▶ **Activity**: Which lines below hold the word "HashMap"? Report each one.

Collected data:
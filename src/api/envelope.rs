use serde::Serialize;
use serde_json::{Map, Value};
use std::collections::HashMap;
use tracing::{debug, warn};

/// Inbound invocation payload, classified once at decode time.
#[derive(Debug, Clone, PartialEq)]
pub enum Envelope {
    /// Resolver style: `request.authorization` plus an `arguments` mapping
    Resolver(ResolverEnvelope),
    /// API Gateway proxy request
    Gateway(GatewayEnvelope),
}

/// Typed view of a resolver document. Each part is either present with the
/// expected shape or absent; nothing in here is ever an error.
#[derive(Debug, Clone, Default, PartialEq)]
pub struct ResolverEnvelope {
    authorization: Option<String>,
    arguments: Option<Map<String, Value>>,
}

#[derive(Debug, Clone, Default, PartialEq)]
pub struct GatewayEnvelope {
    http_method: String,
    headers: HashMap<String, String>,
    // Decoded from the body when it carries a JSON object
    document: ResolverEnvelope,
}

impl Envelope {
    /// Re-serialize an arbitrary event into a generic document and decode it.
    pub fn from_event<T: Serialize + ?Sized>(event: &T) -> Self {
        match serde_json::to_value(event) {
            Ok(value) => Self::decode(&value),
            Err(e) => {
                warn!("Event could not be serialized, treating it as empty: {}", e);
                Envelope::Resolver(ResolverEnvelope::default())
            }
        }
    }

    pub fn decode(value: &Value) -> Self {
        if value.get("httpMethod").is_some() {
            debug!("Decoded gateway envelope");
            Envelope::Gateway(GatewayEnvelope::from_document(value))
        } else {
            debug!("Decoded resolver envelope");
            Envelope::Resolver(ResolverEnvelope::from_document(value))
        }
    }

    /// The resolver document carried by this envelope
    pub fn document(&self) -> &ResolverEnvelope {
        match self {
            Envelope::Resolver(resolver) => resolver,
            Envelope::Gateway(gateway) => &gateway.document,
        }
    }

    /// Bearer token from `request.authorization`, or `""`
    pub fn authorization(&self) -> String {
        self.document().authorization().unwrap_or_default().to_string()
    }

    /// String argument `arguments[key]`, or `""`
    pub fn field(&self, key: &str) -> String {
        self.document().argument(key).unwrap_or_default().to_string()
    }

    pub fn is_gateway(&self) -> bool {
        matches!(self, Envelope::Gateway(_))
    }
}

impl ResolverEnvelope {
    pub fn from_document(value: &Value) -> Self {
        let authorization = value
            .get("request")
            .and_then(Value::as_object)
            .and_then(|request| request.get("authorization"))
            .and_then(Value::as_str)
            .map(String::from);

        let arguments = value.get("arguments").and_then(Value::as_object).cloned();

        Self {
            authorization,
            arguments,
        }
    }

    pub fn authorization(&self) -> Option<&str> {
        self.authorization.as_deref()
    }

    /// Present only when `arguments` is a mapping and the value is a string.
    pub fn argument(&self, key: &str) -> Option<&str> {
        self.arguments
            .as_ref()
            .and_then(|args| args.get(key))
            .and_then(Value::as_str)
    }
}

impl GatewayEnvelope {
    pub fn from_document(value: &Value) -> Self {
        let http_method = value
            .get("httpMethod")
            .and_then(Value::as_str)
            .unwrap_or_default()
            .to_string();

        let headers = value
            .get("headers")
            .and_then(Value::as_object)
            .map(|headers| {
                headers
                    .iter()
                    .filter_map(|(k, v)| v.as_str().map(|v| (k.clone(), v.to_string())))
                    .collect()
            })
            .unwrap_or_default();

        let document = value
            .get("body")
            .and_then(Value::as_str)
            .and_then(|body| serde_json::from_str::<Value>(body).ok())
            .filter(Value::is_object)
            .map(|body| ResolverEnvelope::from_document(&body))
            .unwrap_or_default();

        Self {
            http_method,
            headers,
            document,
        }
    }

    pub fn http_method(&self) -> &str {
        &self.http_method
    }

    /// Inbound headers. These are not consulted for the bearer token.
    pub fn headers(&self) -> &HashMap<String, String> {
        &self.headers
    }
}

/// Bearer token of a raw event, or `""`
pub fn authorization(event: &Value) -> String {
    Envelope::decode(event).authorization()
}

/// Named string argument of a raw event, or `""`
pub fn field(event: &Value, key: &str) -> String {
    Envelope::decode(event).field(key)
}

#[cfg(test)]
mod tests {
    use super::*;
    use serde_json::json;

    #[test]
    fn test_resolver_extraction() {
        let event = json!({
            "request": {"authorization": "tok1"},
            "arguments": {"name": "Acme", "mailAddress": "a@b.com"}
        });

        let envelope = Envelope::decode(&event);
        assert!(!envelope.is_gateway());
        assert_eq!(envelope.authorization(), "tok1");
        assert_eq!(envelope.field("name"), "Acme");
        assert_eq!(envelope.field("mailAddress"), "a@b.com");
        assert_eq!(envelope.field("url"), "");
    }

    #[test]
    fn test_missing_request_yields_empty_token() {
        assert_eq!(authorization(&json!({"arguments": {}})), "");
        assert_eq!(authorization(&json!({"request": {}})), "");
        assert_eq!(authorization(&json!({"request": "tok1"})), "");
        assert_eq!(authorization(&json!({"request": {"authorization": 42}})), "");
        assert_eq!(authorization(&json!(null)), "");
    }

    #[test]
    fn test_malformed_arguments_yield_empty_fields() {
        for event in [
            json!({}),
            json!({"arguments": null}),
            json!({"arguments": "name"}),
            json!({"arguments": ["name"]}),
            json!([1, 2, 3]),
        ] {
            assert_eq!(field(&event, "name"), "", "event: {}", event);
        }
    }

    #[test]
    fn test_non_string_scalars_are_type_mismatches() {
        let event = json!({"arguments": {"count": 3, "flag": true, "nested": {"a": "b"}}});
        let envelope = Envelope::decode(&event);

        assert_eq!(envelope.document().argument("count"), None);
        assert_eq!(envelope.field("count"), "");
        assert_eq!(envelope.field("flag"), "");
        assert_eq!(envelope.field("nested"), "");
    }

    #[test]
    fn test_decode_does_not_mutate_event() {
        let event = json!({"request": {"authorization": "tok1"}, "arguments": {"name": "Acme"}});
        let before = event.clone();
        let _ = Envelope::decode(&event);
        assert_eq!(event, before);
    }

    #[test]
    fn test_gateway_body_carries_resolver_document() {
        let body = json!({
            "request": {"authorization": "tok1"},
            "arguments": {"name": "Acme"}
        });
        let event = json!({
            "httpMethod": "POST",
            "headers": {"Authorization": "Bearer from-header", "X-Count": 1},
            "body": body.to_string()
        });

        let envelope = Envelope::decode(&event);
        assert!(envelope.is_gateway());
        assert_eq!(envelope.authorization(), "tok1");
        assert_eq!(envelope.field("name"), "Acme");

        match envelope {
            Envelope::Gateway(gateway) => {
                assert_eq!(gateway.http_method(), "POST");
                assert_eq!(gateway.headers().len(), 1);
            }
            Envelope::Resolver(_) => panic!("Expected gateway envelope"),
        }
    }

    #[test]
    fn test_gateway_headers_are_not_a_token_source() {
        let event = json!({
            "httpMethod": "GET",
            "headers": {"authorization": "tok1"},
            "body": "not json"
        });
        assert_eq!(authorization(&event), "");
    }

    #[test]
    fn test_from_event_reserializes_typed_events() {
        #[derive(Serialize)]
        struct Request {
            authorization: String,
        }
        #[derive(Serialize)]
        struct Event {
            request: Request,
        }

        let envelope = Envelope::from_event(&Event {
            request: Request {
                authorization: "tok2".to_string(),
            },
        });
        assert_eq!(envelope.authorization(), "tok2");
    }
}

--

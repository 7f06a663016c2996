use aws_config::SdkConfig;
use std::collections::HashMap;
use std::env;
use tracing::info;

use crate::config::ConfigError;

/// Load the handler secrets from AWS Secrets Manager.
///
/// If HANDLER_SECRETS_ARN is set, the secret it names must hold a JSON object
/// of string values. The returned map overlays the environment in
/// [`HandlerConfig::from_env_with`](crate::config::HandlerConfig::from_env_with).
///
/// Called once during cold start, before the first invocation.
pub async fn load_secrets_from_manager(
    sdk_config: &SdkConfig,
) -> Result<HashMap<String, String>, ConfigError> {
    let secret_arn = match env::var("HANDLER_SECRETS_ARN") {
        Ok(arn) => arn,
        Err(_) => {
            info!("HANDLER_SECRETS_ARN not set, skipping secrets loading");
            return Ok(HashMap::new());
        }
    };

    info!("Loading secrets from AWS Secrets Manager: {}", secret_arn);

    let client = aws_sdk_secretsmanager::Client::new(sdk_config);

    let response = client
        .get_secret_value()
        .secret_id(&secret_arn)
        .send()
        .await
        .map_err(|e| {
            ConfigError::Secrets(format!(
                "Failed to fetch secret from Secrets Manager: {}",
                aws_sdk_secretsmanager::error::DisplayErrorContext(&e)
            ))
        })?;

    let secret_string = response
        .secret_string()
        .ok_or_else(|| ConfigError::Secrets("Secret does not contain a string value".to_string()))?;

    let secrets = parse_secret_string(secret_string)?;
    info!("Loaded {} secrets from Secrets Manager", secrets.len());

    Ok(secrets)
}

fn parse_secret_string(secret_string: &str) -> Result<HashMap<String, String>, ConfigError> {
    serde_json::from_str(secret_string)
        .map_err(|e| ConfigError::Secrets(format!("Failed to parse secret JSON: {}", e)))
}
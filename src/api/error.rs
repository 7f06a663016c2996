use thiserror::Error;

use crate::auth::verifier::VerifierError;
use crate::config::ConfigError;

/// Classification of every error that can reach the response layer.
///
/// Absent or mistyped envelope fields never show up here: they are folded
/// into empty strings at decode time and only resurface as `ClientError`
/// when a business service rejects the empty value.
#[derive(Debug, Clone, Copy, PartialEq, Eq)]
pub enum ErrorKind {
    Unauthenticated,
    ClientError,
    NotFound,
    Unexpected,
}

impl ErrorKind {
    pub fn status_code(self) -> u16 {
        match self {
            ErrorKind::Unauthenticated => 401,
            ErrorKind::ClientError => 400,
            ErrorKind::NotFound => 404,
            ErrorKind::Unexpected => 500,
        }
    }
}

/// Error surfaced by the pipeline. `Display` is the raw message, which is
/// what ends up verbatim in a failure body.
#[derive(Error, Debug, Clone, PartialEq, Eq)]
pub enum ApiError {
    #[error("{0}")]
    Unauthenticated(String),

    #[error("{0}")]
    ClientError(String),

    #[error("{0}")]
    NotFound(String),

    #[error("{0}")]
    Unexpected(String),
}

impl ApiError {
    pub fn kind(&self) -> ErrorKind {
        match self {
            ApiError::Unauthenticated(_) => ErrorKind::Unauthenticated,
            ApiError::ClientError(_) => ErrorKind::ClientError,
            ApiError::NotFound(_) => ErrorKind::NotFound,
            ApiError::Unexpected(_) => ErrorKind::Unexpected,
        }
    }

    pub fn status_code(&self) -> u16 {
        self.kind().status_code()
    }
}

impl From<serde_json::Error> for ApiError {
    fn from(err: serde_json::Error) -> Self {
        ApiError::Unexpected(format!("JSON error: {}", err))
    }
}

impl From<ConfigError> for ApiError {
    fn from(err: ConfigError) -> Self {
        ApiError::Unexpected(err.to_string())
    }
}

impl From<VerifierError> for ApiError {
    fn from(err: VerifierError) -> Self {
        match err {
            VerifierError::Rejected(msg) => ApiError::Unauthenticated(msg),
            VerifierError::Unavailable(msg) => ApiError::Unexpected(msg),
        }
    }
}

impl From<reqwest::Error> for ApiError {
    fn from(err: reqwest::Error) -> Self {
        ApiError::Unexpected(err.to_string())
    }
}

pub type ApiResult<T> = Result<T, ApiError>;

▶ **Solution to this problem**:
use std::collections::HashMap;
    headers: HashMap<String, String>,
    pub fn headers(&self) -> &HashMap<String, String> {
use std::collections::HashMap;
) -> Result<HashMap<String, String>, ConfigError> {
            return Ok(HashMap::new());
fn parse_secret_string(secret_string: &str) -> Result<HashMap<String, String>, ConfigError> {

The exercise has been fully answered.